>>>
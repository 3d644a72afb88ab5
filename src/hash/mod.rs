//! Hashing module.
//!
//! Provides MD5 content fingerprints for buffers, readers and files.

pub mod fingerprint;

pub use fingerprint::{digest, digest_file, digest_reader, is_md5_hex, DIGEST_HEX_LEN};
<<<
Each line of the material is to be returned precisely as written.

Reply to the exercise ->
repository 3d644a72afb88ab5
filename src/hash/mod.rs
//! Hashing module.
//!
//! Provides MD5 content fingerprints for buffers, readers and files.

pub mod fingerprint;

pub use fingerprint::{digest, digest_file, digest_reader, is_md5_hex, DIGEST_HEX_LEN};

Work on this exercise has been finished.